As for the loss function, it comes back to the values of input data again. If the input data are only between zeros and ones (and not the values between them), then binary_crossentropy
is acceptable as the loss function. Otherwise, you need to use other loss functions such as 'mse'
(i.e. mean squared error) or 'mae'
(i.e. mean absolute error). Note that in the case of input values in range [0,1]
you can use binary_crossentropy
, as it is usually used (e.g. Keras autoencoder tutorial and this paper). However, don't expect that the loss value becomes zero since binary_crossentropy
does not return zero when both prediction and label are not either zero or one (no matter they are equal or not). Here is a video from Hugo Larochelle where he explains the loss functions used in autoencoders (the part about using binary_crossentropy
with inputs in range [0,1] starts at 5:30)

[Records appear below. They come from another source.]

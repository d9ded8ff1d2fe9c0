use std::ops::Deref;
use std::sync::{Arc, Mutex};

use ash::vk;

use crate::allocator::{Allocator, MemoryUsage};
use crate::context::Device;
use crate::error::ResourceError;
use crate::util;

///Non-owning image metadata: the native handle together with everything needed to
/// derive views, subresource ranges and mip extents from it. Cheap to copy; the
/// backing resource is owned elsewhere, usually by an [AllocatedImage].
#[derive(Clone, Copy, Debug)]
pub struct Image {
    pub inner: vk::Image,
    pub extent: vk::Extent3D,
    pub format: vk::Format,
    pub mip_levels: u32,
    pub array_layers: u32,
}

impl Image {
    ///In case of 3d images the depth is ignored.
    pub fn extent_2d(&self) -> vk::Extent2D {
        util::extent_2d(self.extent)
    }

    ///Number of mip levels a full mip chain over this image would have.
    pub fn max_mip_levels(&self) -> u32 {
        util::max_mip_levels_2d(self.extent_2d())
    }

    pub fn mip_extent(&self, level: u32) -> vk::Extent2D {
        util::mip_extent(self.extent_2d(), level)
    }

    ///Returns a subresource range that encloses the whole image, with the aspect
    /// derived from the image format.
    pub fn subresource_all(&self) -> vk::ImageSubresourceRange {
        vk::ImageSubresourceRange {
            aspect_mask: util::format_aspect_flags(self.format),
            base_mip_level: 0,
            level_count: self.mip_levels,
            base_array_layer: 0,
            layer_count: self.array_layers,
        }
    }
}

///Implemented for all managed allocations. Allows [AllocatedImage] and
/// [AllocatedBuffer](crate::resources::AllocatedBuffer) to hide their allocator type.
pub trait AnonymAllocation: Send + Sync {}

struct ManagedImage<A: Allocator + Send + 'static> {
    allocator: Arc<Mutex<A>>,
    image: vk::Image,
    allocation: Option<A::Allocation>,
}

impl<A: Allocator + Send + 'static> AnonymAllocation for ManagedImage<A> {}

impl<A: Allocator + Send + 'static> Drop for ManagedImage<A> {
    fn drop(&mut self) {
        if let (Ok(mut lck), Some(allocation)) = (self.allocator.lock(), self.allocation.take()) {
            lck.destroy_image(self.image, allocation);
        } else {
            log::warn!("Could not free managed image allocation");
        }
    }
}

///Image that owns its backing allocation. Handle and allocation are destroyed
/// together, exactly once, through the allocator that created them. Moving the
/// value transfers that responsibility; there is no way to end up with two owners.
pub struct AllocatedImage {
    image: Image,
    #[allow(dead_code)]
    allocation: Box<dyn AnonymAllocation>,
}

impl AllocatedImage {
    ///Creates the image described by `create_info` through `allocator` and records
    /// its metadata from the create info.
    pub fn new<A: Allocator + Send + 'static>(
        allocator: &Arc<Mutex<A>>,
        create_info: &vk::ImageCreateInfo<'_>,
        memory_usage: MemoryUsage,
    ) -> Result<Self, ResourceError> {
        let (handle, allocation) = allocator
            .lock()
            .unwrap()
            .create_image(create_info, memory_usage)
            .map_err(|e| ResourceError::Allocation(Box::new(e)))?;

        Ok(AllocatedImage {
            image: Image {
                inner: handle,
                extent: create_info.extent,
                format: create_info.format,
                mip_levels: create_info.mip_levels,
                array_layers: create_info.array_layers,
            },
            allocation: Box::new(ManagedImage {
                allocator: allocator.clone(),
                image: handle,
                allocation: Some(allocation),
            }),
        })
    }
}

impl Deref for AllocatedImage {
    type Target = Image;
    fn deref(&self) -> &Image {
        &self.image
    }
}

///[vk::ImageView] wrapper that keeps its device alive and destroys itself when dropped.
pub struct ImageView {
    pub inner: vk::ImageView,
    pub format: vk::Format,
    pub range: vk::ImageSubresourceRange,
    pub device: Arc<Device>,
}

impl ImageView {
    ///Creates a plain 2d view over `image`.
    pub fn new_2d(
        device: &Arc<Device>,
        image: vk::Image,
        format: vk::Format,
        range: vk::ImageSubresourceRange,
    ) -> Result<Self, ResourceError> {
        let create_info = vk::ImageViewCreateInfo::default()
            .image(image)
            .view_type(vk::ImageViewType::TYPE_2D)
            .format(format)
            .subresource_range(range);

        let view = unsafe { device.inner.create_image_view(&create_info, None)? };

        Ok(ImageView {
            inner: view,
            format,
            range,
            device: device.clone(),
        })
    }
}

impl Drop for ImageView {
    fn drop(&mut self) {
        unsafe { self.device.inner.destroy_image_view(self.inner, None) };
    }
}

#[cfg(test)]
mod tests {
    use super::*;
    use crate::testing::MockAllocator;
    use ash::vk::Handle;
    use static_assertions::assert_impl_all;

    #[test]
    fn impl_send_sync() {
        assert_impl_all!(Image: Send, Sync);
        assert_impl_all!(AllocatedImage: Send, Sync);
    }

    #[test]
    fn allocated_image_freed_exactly_once() {
        let allocator = MockAllocator::shared();
        let create_info = vk::ImageCreateInfo::default()
            .image_type(vk::ImageType::TYPE_2D)
            .format(vk::Format::R8G8B8A8_UNORM)
            .extent(vk::Extent3D {
                width: 64,
                height: 64,
                depth: 1,
            })
            .mip_levels(1)
            .array_layers(1);

        let image =
            AllocatedImage::new(&allocator, &create_info, MemoryUsage::GpuOnly).unwrap();
        let handle = image.inner.as_raw();
        assert_eq!(image.format, vk::Format::R8G8B8A8_UNORM);
        assert_eq!(image.extent.width, 64);

        //move it around before dropping, the destructor must still run exactly once
        let moved = image;
        drop(moved);

        let lock = allocator.lock().unwrap();
        assert_eq!(lock.destroyed_images, vec![handle]);
    }

    #[test]
    fn subresource_all_covers_every_mip_and_layer() {
        let image = Image {
            inner: vk::Image::null(),
            extent: vk::Extent3D {
                width: 256,
                height: 128,
                depth: 1,
            },
            format: vk::Format::D24_UNORM_S8_UINT,
            mip_levels: 5,
            array_layers: 2,
        };

        let range = image.subresource_all();
        assert_eq!(
            range.aspect_mask,
            vk::ImageAspectFlags::DEPTH | vk::ImageAspectFlags::STENCIL
        );
        assert_eq!(range.level_count, 5);
        assert_eq!(range.layer_count, 2);
        assert_eq!(image.max_mip_levels(), 8);
    }
}
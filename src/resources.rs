//! Allocatable resources. Mostly [Image] and [Buffer] plus their self-managing
//! allocated variants, and small pipeline-construction helpers.

mod buffer;
mod image;
mod pipeline;

pub use buffer::{AllocatedBuffer, Buffer, MappedBuffer};
pub use image::{AllocatedImage, AnonymAllocation, Image, ImageView};
pub use pipeline::{
    GraphicsPipelineDefaults, GraphicsPipelineState, MAX_COLOR_ATTACHMENTS, ShaderStage,
    shader_stage_infos,
};
//! Anonymous memory: anons and amaps.
//!
//! An anon holds exactly one physical page and is the unit of copy-on-write:
//! while more than one reference to it exists, every mapping of its page must
//! be read-only, and a write fault replaces the reference with a copy. An
//! amap is the upper layer: a slot array covering a segment's range, where
//! slot `i` corresponds to the PAGESIZE-aligned offset `i * PAGESIZE`.

use alloc::sync::Arc;
use alloc::vec;
use alloc::vec::Vec;

use spinning_top::Spinlock;

use crate::config::PAGE_SIZE;
use crate::physmem::{pm_alloc, pm_free};
use crate::pmap::{pmap_copy_page, pmap_zero_page};
use crate::{Errno, Paddr, Result};

/// Holder of exactly one physical page. Shared anons (strong count > 1) are
/// the copy-on-write state; the page itself never changes identity during
/// the anon's lifetime.
#[derive(Debug)]
pub struct Anon {
    page: Paddr,
}

impl Anon {
    /// Allocate an anon with a zero-filled page. First touch of anonymous
    /// memory always observes zeroes.
    pub fn alloc() -> Result<Arc<Anon>> {
        let page = pm_alloc(1).ok_or(Errno::NoMem)?;
        pmap_zero_page(page);
        Ok(Arc::new(Anon { page }))
    }

    /// Allocate a fresh anon whose page is a copy of this one's.
    pub fn copy(self: &Arc<Anon>) -> Result<Arc<Anon>> {
        Anon::copy_page(self.page)
    }

    /// Allocate an anon holding a copy of an arbitrary frame; used to
    /// promote an object page into anonymous memory on a private write.
    pub fn copy_page(src: Paddr) -> Result<Arc<Anon>> {
        let page = pm_alloc(1).ok_or(Errno::NoMem)?;
        pmap_copy_page(src, page);
        Ok(Arc::new(Anon { page }))
    }

    pub fn page(&self) -> Paddr {
        self.page
    }

    /// Number of references; more than one means writers must copy first.
    pub fn refcnt(self: &Arc<Anon>) -> usize {
        Arc::strong_count(self)
    }
}

impl Drop for Anon {
    fn drop(&mut self) {
        pm_free(self.page);
    }
}

struct AmapInner {
    /// Per-slot anon reference (`am_anon`).
    anon: Vec<Option<Arc<Anon>>>,
    /// Per-slot back-pointer into the dense used-list (`am_bckptr`).
    bckptr: Vec<usize>,
    /// Dense list of used slot numbers (`am_slot`).
    used: Vec<u32>,
}

/// Slot array of anons covering an anonymous mapping.
///
/// Invariant: `anon[i]` is occupied ⇔ `i` appears in `used` ⇔
/// `used[bckptr[i]] == i`.
pub struct Amap {
    inner: Spinlock<AmapInner>,
}

/// Reference of a segment into an amap: the amap plus the slot offset at
/// which the segment's range begins.
#[derive(Clone)]
pub struct ARef {
    pub amap: Arc<Amap>,
    pub pageoff: usize,
}

impl ARef {
    pub fn new(amap: Arc<Amap>, pageoff: usize) -> Self {
        ARef { amap, pageoff }
    }

    fn slot_of(&self, offset: usize) -> usize {
        self.pageoff + offset / PAGE_SIZE
    }

    /// Anon at byte `offset` within the referenced range.
    pub fn lookup(&self, offset: usize) -> Option<Arc<Anon>> {
        self.amap.get(self.slot_of(offset))
    }

    /// Install `anon` at byte `offset`. Replaces any previous anon there.
    pub fn add(&self, anon: Arc<Anon>, offset: usize) {
        self.amap.set(self.slot_of(offset), anon);
    }

    /// Drop the anon reference at byte `offset`.
    pub fn remove(&self, offset: usize) {
        self.amap.clear(self.slot_of(offset));
    }

    /// Drop `n` consecutive slots starting at byte `offset`.
    pub fn remove_pages(&self, offset: usize, n: usize) {
        for i in 0..n {
            self.amap.clear(self.slot_of(offset) + i);
        }
    }
}

impl Amap {
    /// Allocate an empty amap with capacity for `slots` pages.
    pub fn alloc(slots: usize) -> Arc<Amap> {
        Arc::new(Amap {
            inner: Spinlock::new(AmapInner {
                anon: vec![None; slots],
                bckptr: vec![0; slots],
                used: Vec::new(),
            }),
        })
    }

    /// New amap holding references to the same anons as `aref`, covering
    /// `slots` slots from its start. This is the sharing step of COW: every
    /// anon ends up held twice and therefore write-protected.
    pub fn clone_from(aref: &ARef, slots: usize) -> Arc<Amap> {
        let new = Amap::alloc(slots);
        let inner = aref.amap.inner.lock();
        let mut new_inner = new.inner.lock();
        for i in 0..slots {
            let src = aref.pageoff + i;
            if let Some(anon) = inner.anon.get(src).and_then(|a| a.clone()) {
                new_inner.bckptr[i] = new_inner.used.len();
                new_inner.used.push(i as u32);
                new_inner.anon[i] = Some(anon);
            }
        }
        drop(new_inner);
        new
    }

    pub fn slots(&self) -> usize {
        self.inner.lock().anon.len()
    }

    /// Extend the slot array; segments growing in place (sbrk) rely on it.
    /// Shrinking is done by dropping slot contents, never the array.
    pub fn grow(&self, slots: usize) {
        let mut inner = self.inner.lock();
        if slots > inner.anon.len() {
            inner.anon.resize(slots, None);
            inner.bckptr.resize(slots, 0);
        }
    }

    /// Number of occupied slots.
    pub fn nused(&self) -> usize {
        self.inner.lock().used.len()
    }

    fn get(&self, slot: usize) -> Option<Arc<Anon>> {
        self.inner.lock().anon.get(slot)?.clone()
    }

    fn set(&self, slot: usize, anon: Arc<Anon>) {
        let mut inner = self.inner.lock();
        assert!(slot < inner.anon.len(), "amap slot {} out of range", slot);
        if inner.anon[slot].is_none() {
            inner.bckptr[slot] = inner.used.len();
            inner.used.push(slot as u32);
        }
        inner.anon[slot] = Some(anon);
    }

    fn clear(&self, slot: usize) {
        let mut inner = self.inner.lock();
        if slot >= inner.anon.len() || inner.anon[slot].is_none() {
            return;
        }
        inner.anon[slot] = None;
        let idx = inner.bckptr[slot];
        let last = inner.used.pop().expect("used-list empty with occupied slot");
        if last as usize != slot {
            inner.used[idx] = last;
            inner.bckptr[last as usize] = idx;
        }
    }

    #[cfg(test)]
    fn check_invariant(&self) {
        let inner = self.inner.lock();
        for (i, a) in inner.anon.iter().enumerate() {
            match a {
                Some(_) => assert_eq!(inner.used[inner.bckptr[i]] as usize, i),
                None => assert!(!inner.used.contains(&(i as u32))),
            }
        }
    }
}

#[cfg(test)]
mod tests {
    use super::*;
    use crate::physmem::testmem;
    use crate::pmap::phys_to_virt;

    #[test]
    fn anon_zero_filled_and_freed_once() {
        testmem::init();
        let anon = Anon::alloc().unwrap();
        let bytes =
            unsafe { core::slice::from_raw_parts(phys_to_virt(anon.page()), PAGE_SIZE) };
        assert!(bytes.iter().all(|&b| b == 0));
        assert_eq!(anon.refcnt(), 1);
        let shared = anon.clone();
        assert_eq!(anon.refcnt(), 2);
        drop(shared);
        assert_eq!(anon.refcnt(), 1);
    }

    #[test]
    fn anon_copy_duplicates_the_page() {
        testmem::init();
        let anon = Anon::alloc().unwrap();
        unsafe { *phys_to_virt(anon.page()) = 0xaa };
        let copy = anon.copy().unwrap();
        assert_ne!(anon.page(), copy.page());
        assert_eq!(unsafe { *phys_to_virt(copy.page()) }, 0xaa);
        unsafe { *phys_to_virt(copy.page()) = 0xbb };
        assert_eq!(unsafe { *phys_to_virt(anon.page()) }, 0xaa);
    }

    #[test]
    fn amap_slots_track_the_used_list() {
        testmem::init();
        let amap = Amap::alloc(8);
        let aref = ARef::new(amap.clone(), 0);
        for off in [0, 2, 5] {
            aref.add(Anon::alloc().unwrap(), off * PAGE_SIZE);
        }
        amap.check_invariant();
        assert_eq!(amap.nused(), 3);
        assert!(aref.lookup(2 * PAGE_SIZE).is_some());
        aref.remove(2 * PAGE_SIZE);
        amap.check_invariant();
        assert_eq!(amap.nused(), 2);
        assert!(aref.lookup(2 * PAGE_SIZE).is_none());
        assert!(aref.lookup(5 * PAGE_SIZE).is_some());
    }

    #[test]
    fn aref_pageoff_shifts_the_window() {
        testmem::init();
        let amap = Amap::alloc(8);
        let base = ARef::new(amap.clone(), 0);
        let shifted = ARef::new(amap.clone(), 3);
        base.add(Anon::alloc().unwrap(), 3 * PAGE_SIZE);
        assert!(shifted.lookup(0).is_some());
        assert!(base.lookup(3 * PAGE_SIZE).is_some());
    }

    #[test]
    fn clone_shares_anons_for_cow() {
        testmem::init();
        let amap = Amap::alloc(4);
        let aref = ARef::new(amap.clone(), 0);
        let anon = Anon::alloc().unwrap();
        aref.add(anon.clone(), PAGE_SIZE);
        let cloned = Amap::clone_from(&aref, 4);
        cloned.check_invariant();
        let other = ARef::new(cloned, 0).lookup(PAGE_SIZE).unwrap();
        assert_eq!(other.page(), anon.page());
        // Original anon + our handle + the clone's reference.
        assert_eq!(anon.refcnt(), 3);
    }
}
#[cfg(test)]
mod tests {
    use super::*;
    use crate::physmem::testmem;

    const RW: Prot = Prot::READ.union(Prot::WRITE);

    fn anon_private() -> VmFlags {
        VmFlags::ANON | VmFlags::PRIVATE
    }

    fn write_byte(map: &VmMap, va: Vaddr, byte: u8) {
        map.page_fault(va, Prot::WRITE).unwrap();
        let pa = map.pmap().extract(va).unwrap();
        unsafe { *phys_to_virt(pa).add(va & (PAGE_SIZE - 1)) = byte };
    }

    fn read_byte(map: &VmMap, va: Vaddr) -> u8 {
        map.page_fault(va, Prot::READ).unwrap();
        let pa = map.pmap().extract(va).unwrap();
        unsafe { *phys_to_virt(pa).add(va & (PAGE_SIZE - 1)) }
    }

    #[test]
    fn findspace_and_fixed_insertion() {
        testmem::init();
        let map = VmMap::new().unwrap();
        let hint = 0x1000_0000;
        let a = map.findspace(hint, PAGE_SIZE).unwrap();
        assert_eq!(a, hint);
        let got = map
            .alloc_segment(a, 4 * PAGE_SIZE, RW, anon_private() | VmFlags::FIXED)
            .unwrap();
        assert_eq!(got, a);
        // The next gap at or above the hint follows the new segment.
        assert_eq!(map.findspace(a, PAGE_SIZE).unwrap(), a + 4 * PAGE_SIZE);
        // A fixed request overlapping it must fail and leave the map alone.
        let before = map.nsegments();
        let err = map.alloc_segment(a + 2 * PAGE_SIZE, PAGE_SIZE, Prot::READ, anon_private() | VmFlags::FIXED);
        assert_eq!(err, Err(Errno::NoMem));
        assert_eq!(map.nsegments(), before);
    }

    #[test]
    fn hint_below_all_gaps_falls_back_to_lowest() {
        testmem::init();
        let map = VmMap::new().unwrap();
        // Occupy the very top of the space so a high hint cannot be served.
        let (_, end) = map.bounds();
        let top = end - PAGE_SIZE;
        map.alloc_segment(top, PAGE_SIZE, RW, anon_private() | VmFlags::FIXED).unwrap();
        let got = map.findspace(top, 2 * PAGE_SIZE).unwrap();
        let (start, _) = map.bounds();
        assert_eq!(got, start);
    }

    #[test]
    fn segments_never_overlap() {
        testmem::init();
        let map = VmMap::new().unwrap();
        for _ in 0..8 {
            map.alloc_segment(0, 2 * PAGE_SIZE, RW, anon_private()).unwrap();
        }
        let inner = map.inner.read();
        let segs: Vec<(Vaddr, Vaddr)> = inner.segments.values().map(|s| (s.start, s.end)).collect();
        for (i, &(s1, e1)) in segs.iter().enumerate() {
            assert!(s1 < e1);
            for &(s2, e2) in &segs[i + 1..] {
                assert!(e1 <= s2 || e2 <= s1, "{:#x}..{:#x} overlaps {:#x}..{:#x}", s1, e1, s2, e2);
            }
        }
    }

    #[test]
    fn faults_outside_any_segment_are_segv() {
        testmem::init();
        let map = VmMap::new().unwrap();
        assert_eq!(map.page_fault(0x1000_0000, Prot::READ), Err(Errno::Fault));
        let va = map.alloc_segment(0, PAGE_SIZE, Prot::READ, anon_private()).unwrap();
        assert_eq!(map.page_fault(va, Prot::WRITE), Err(Errno::Acces));
        assert_eq!(map.page_fault(va, Prot::READ), Ok(()));
    }

    #[test]
    fn anonymous_memory_is_zero_on_first_touch() {
        testmem::init();
        let map = VmMap::new().unwrap();
        let va = map.alloc_segment(0, PAGE_SIZE, RW, anon_private()).unwrap();
        assert_eq!(read_byte(&map, va + 123), 0);
    }

    #[test]
    fn cow_clone_isolates_writes() {
        testmem::init();
        let parent = VmMap::new().unwrap();
        let va = parent.alloc_segment(0, PAGE_SIZE, RW, anon_private()).unwrap();
        write_byte(&parent, va, 0xaa);
        let child = parent.clone_map().unwrap();
        // Child sees the parent's byte, then diverges on write.
        assert_eq!(read_byte(&child, va), 0xaa);
        write_byte(&child, va, 0xbb);
        assert_eq!(read_byte(&child, va), 0xbb);
        assert_eq!(read_byte(&parent, va), 0xaa);
        // And the other way round.
        write_byte(&parent, va, 0xcc);
        assert_eq!(read_byte(&child, va), 0xbb);
    }

    #[test]
    fn shared_anon_pages_are_mapped_read_only() {
        testmem::init();
        let parent = VmMap::new().unwrap();
        let va = parent.alloc_segment(0, PAGE_SIZE, RW, anon_private()).unwrap();
        write_byte(&parent, va, 1);
        let child = parent.clone_map().unwrap();
        // Read faults on both sides: mappings must lack write permission
        // while the anon is shared.
        child.page_fault(va, Prot::READ).unwrap();
        parent.page_fault(va, Prot::READ).unwrap();
        assert_eq!(child.pmap().prot_of(va), Some(Prot::READ));
        assert_eq!(parent.pmap().prot_of(va), Some(Prot::READ));
        // A write fault upgrades the faulting side to read-write.
        child.page_fault(va, Prot::WRITE).unwrap();
        assert_eq!(child.pmap().prot_of(va), Some(RW));
    }

    #[test]
    fn shared_segments_stay_coupled_across_clone() {
        testmem::init();
        let parent = VmMap::new().unwrap();
        let va = parent
            .alloc_segment(0, PAGE_SIZE, RW, VmFlags::ANON | VmFlags::SHARED)
            .unwrap();
        write_byte(&parent, va, 0x42);
        let child = parent.clone_map().unwrap();
        write_byte(&child, va, 0x43);
        assert_eq!(read_byte(&parent, va), 0x43);
    }

    #[test]
    fn private_object_writes_promote_to_anons() {
        testmem::init();
        let map = VmMap::new().unwrap();
        let object = VmObject::alloc(PagerKind::Anonymous);
        let obj_page = object.page_in(0).unwrap();
        unsafe { *phys_to_virt(obj_page) = 0x11 };
        let va = map
            .alloc_segment_object(0, PAGE_SIZE, RW, VmFlags::PRIVATE, object.clone(), 0)
            .unwrap();
        assert_eq!(read_byte(&map, va), 0x11);
        write_byte(&map, va, 0x22);
        assert_eq!(read_byte(&map, va), 0x22);
        // The object page is untouched; the write went to an anon copy.
        assert_eq!(unsafe { *phys_to_virt(obj_page) }, 0x11);
        assert_eq!(map.pmap().prot_of(va), Some(RW));
    }

    #[test]
    fn resize_respects_the_neighbourhood() {
        testmem::init();
        let map = VmMap::new().unwrap();
        let a = map.alloc_segment(0, 2 * PAGE_SIZE, RW, anon_private()).unwrap();
        let b = map
            .alloc_segment(a + 4 * PAGE_SIZE, PAGE_SIZE, RW, anon_private() | VmFlags::FIXED)
            .unwrap();
        // Growing into the gap works, through the neighbour does not.
        map.resize(a, a + 4 * PAGE_SIZE).unwrap();
        assert_eq!(map.resize(a, b + PAGE_SIZE), Err(Errno::NoMem));
        // Shrinking drops the tail pages and mappings.
        write_byte(&map, a + 3 * PAGE_SIZE, 9);
        map.resize(a, a + PAGE_SIZE).unwrap();
        assert!(map.pmap().extract(a + 3 * PAGE_SIZE).is_err());
        assert_eq!(map.segment_span(a), Some((a, a + PAGE_SIZE)));
    }

    #[test]
    fn protect_downgrades_and_faults_recheck() {
        testmem::init();
        let map = VmMap::new().unwrap();
        let va = map.alloc_segment(0, PAGE_SIZE, RW, anon_private()).unwrap();
        write_byte(&map, va, 5);
        map.protect(va, va + PAGE_SIZE, Prot::READ).unwrap();
        // The old mapping is gone and the write is now refused.
        assert!(map.pmap().extract(va).is_err());
        assert_eq!(map.page_fault(va, Prot::WRITE), Err(Errno::Acces));
        assert_eq!(read_byte(&map, va), 5);
    }

    #[test]
    fn remove_segment_unmaps_whole_ranges_only() {
        testmem::init();
        let map = VmMap::new().unwrap();
        let va = map.alloc_segment(0, 2 * PAGE_SIZE, RW, anon_private()).unwrap();
        write_byte(&map, va, 1);
        assert_eq!(map.remove_segment(va, PAGE_SIZE), Err(Errno::NotSup));
        map.remove_segment(va, 2 * PAGE_SIZE).unwrap();
        assert_eq!(map.nsegments(), 0);
        assert!(map.pmap().extract(va).is_err());
    }

    #[test]
    fn copyout_and_copyin_roundtrip_through_the_fault_path() {
        testmem::init();
        let map = VmMap::new().unwrap();
        let va = map.alloc_segment(0, 2 * PAGE_SIZE, RW, anon_private()).unwrap();
        // Straddle a page boundary on purpose.
        let target = va + PAGE_SIZE - 3;
        map.copyout(b"boundary", target).unwrap();
        let mut back = [0u8; 8];
        map.copyin(target, &mut back).unwrap();
        assert_eq!(&back, b"boundary");
        // Outside any segment: EFAULT.
        assert_eq!(map.copyout(b"x", 0x7000_0000), Err(Errno::Fault));
    }

    #[test]
    fn copyout_to_read_only_memory_is_efault() {
        testmem::init();
        let map = VmMap::new().unwrap();
        let va = map.alloc_segment(0, PAGE_SIZE, Prot::READ, anon_private()).unwrap();
        assert_eq!(map.copyout(b"nope", va), Err(Errno::Fault));
    }
}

Concretely, in your example, you are using the MNIST dataset. So by default the values of MNIST are integers in the range [0, 255]. Usually you need to normalize them first:
trainX = trainX.astype('float32')
trainX /= 255.
Now the values would be in range [0,1]. So sigmoid
can be used as the activation function and either of binary_crossentropy
or mse
as the loss function.
Why binary_crossentropy
can be used even when the true label values (i.e. ground-truth) are in the range [0,1]?
Note that we are trying to minimize the loss function in training. So if the loss function we have used reaches its minimum value (which may not be necessarily equal to zero) when prediction is equal to true label, then it is an acceptable choice. Let's verify this is the case for binray cross-entropy which is defined as follows:
bce_loss = -y*log(p) - (1-y)*log(1-p)
where y
is the true label and p
is the predicted value. Let's consider y
as fixed and see what value of p
minimizes this function: we need to take the derivative with respect to p
(I have assumed the log
is the natural logarithm function for simplicity of calculations):
bce_loss_derivative = -y*(1/p) - (1-y)*(-1/(1-p)) = 0 =>
-y/p + (1-y)/(1-p) = 0 =>
-y*(1-p) + (1-y)*p = 0 =>
-y + y*p + p - y*p = 0 =>
p - y = 0 => y = p
As you can see binary cross-entropy have the minimum value when y=p
, i.e. when the true label is equal to predicted label and this is exactly what we are looking for.